Le simulazioni che sono state eseguite sulla Stazione Spaziale Internazionale e in un ambiente a microgravità presso il centro di ricerca tedesco, hanno prodotto spesso cristalli di plasma  in cui si sono generate forme a cavatappi o addirittura forme a doppia elica tipiche del DNA.
In particolare questi cristalli a forma di elica si sono dimostrati in grado di trattenere una carica elettrica e di possedere una certa capacità di auto-organizzazione.
Una volta immersi in un altro ambiente non organizzato i cristalli elicoidali sono stati in grado di riprodursi in due eliche identiche, mostrando quindi  memoria delle loro strutture.
Il diametro di queste eliche varia in tutta la struttura e la disposizione di queste varie sezioni si replica negli altri cristalli, mostrando lo stesso comportamento di quello che si potrebbe definire una sorta di code genetico.
Queste strutture sembrano persino in grado di evolversi. Le formazioni diventano più robuste nel tempo e le strutture più deboli scompaiono.

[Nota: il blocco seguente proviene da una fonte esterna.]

//! In-memory orga team gateway.
//!
//! Mirrors the organizer membership fact the real orga team subsystem
//! would provide.

use std::collections::HashSet;
use std::sync::RwLock;

use async_trait::async_trait;
use tracing::debug;

use crate::domain::party::PartyId;
use crate::domain::ports::{OrgaTeamGateway, OrgaTeamGatewayError};
use crate::domain::user::UserId;

/// In-memory implementation of the orga team gateway port.
#[derive(Debug, Default)]
pub struct InMemoryOrgaTeamGateway {
    orgas: RwLock<HashSet<(UserId, PartyId)>>,
}

impl InMemoryOrgaTeamGateway {
    /// Create a gateway without any organizers.
    pub fn new() -> Self {
        Self::default()
    }

    /// Record that the user organizes the party.
    pub fn appoint_orga(
        &self,
        user_id: UserId,
        party_id: PartyId,
    ) -> Result<(), OrgaTeamGatewayError> {
        let mut orgas = self
            .orgas
            .write()
            .map_err(|_| OrgaTeamGatewayError::unavailable("orga store lock poisoned"))?;
        orgas.insert((user_id, party_id));
        Ok(())
    }
}

#[async_trait]
impl OrgaTeamGateway for InMemoryOrgaTeamGateway {
    async fn is_orga_for_party(
        &self,
        user_id: UserId,
        party_id: &PartyId,
    ) -> Result<bool, OrgaTeamGatewayError> {
        let orgas = self
            .orgas
            .read()
            .map_err(|_| OrgaTeamGatewayError::unavailable("orga store lock poisoned"))?;
        let is_orga = orgas.contains(&(user_id, party_id.clone()));
        debug!(%user_id, %party_id, is_orga, "answered orga membership query");
        Ok(is_orga)
    }
}

#[cfg(test)]
mod tests {
    //! Regression coverage for this module.

    use rstest::rstest;

    use super::*;

    #[rstest]
    #[tokio::test]
    async fn reports_membership_only_for_appointed_pairs() {
        let gateway = InMemoryOrgaTeamGateway::new();
        let party_id = PartyId::new("lanfest-2026").expect("valid id");
        let orga = UserId::random();

        gateway
            .appoint_orga(orga, party_id.clone())
            .expect("appointment succeeds");

        assert!(
            gateway
                .is_orga_for_party(orga, &party_id)
                .await
                .expect("lookup succeeds")
        );
        assert!(
            !gateway
                .is_orga_for_party(UserId::random(), &party_id)
                .await
                .expect("lookup succeeds")
        );
    }
}
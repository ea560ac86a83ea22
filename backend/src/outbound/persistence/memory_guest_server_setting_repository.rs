//! In-memory guest server setting repository.

use std::collections::HashMap;
use std::sync::RwLock;

use async_trait::async_trait;
use tracing::debug;

use crate::domain::guest_server::GuestServerSetting;
use crate::domain::party::PartyId;
use crate::domain::ports::{GuestServerSettingRepository, GuestServerSettingRepositoryError};

/// In-memory implementation of the setting repository port.
///
/// One value per party, replaced wholesale on upsert. Parties without a
/// stored value stay absent; the query service supplies the default.
#[derive(Debug, Default)]
pub struct MemoryGuestServerSettingRepository {
    settings: RwLock<HashMap<PartyId, GuestServerSetting>>,
}

impl MemoryGuestServerSettingRepository {
    /// Create an empty repository.
    pub fn new() -> Self {
        Self::default()
    }
}

#[async_trait]
impl GuestServerSettingRepository for MemoryGuestServerSettingRepository {
    async fn find_for_party(
        &self,
        party_id: &PartyId,
    ) -> Result<Option<GuestServerSetting>, GuestServerSettingRepositoryError> {
        let settings = self.settings.read().map_err(|_| {
            GuestServerSettingRepositoryError::connection("setting store lock poisoned")
        })?;
        Ok(settings.get(party_id).cloned())
    }

    async fn upsert(
        &self,
        setting: &GuestServerSetting,
    ) -> Result<(), GuestServerSettingRepositoryError> {
        let mut settings = self.settings.write().map_err(|_| {
            GuestServerSettingRepositoryError::connection("setting store lock poisoned")
        })?;

        debug!(party_id = %setting.party_id, "storing guest server setting");
        settings.insert(setting.party_id.clone(), setting.clone());
        Ok(())
    }
}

I ricercatori vogliono verificare se le polveri in un ambiente non simulato, come ad esempio quelli negli anelli di Saturno, possa avere gli stessi comportamenti. Ma i cristalli di plasma sono molto fragili e difficili da verificare.  Esse richiedono inoltre un consistente flusso di plasma, per esistere.
Urano con i suoi anelli
Se queste strutture si presentano nelle simulazioni di laboratorio, i ricercatori ritengono che gli organismi di cristallo possano formarsi anche tra gli anelli di Urano e Saturno, che sono costituiti da piccoli granelli di ghiaccio.
Se l’esistenza in natura di queste forme cristalline dovesse essere confermata, non dovremmo anch’esse considerarle una forma di vita? Essa si nutre di plasma, si riproduce, si evolve e muore: non sono gli stessi requisiti che si richiedono ad una forma di vita?
Oppure, come il fuoco, esso nasce, si evolve e si riproduce per poi spegnersi, ma non è vivo?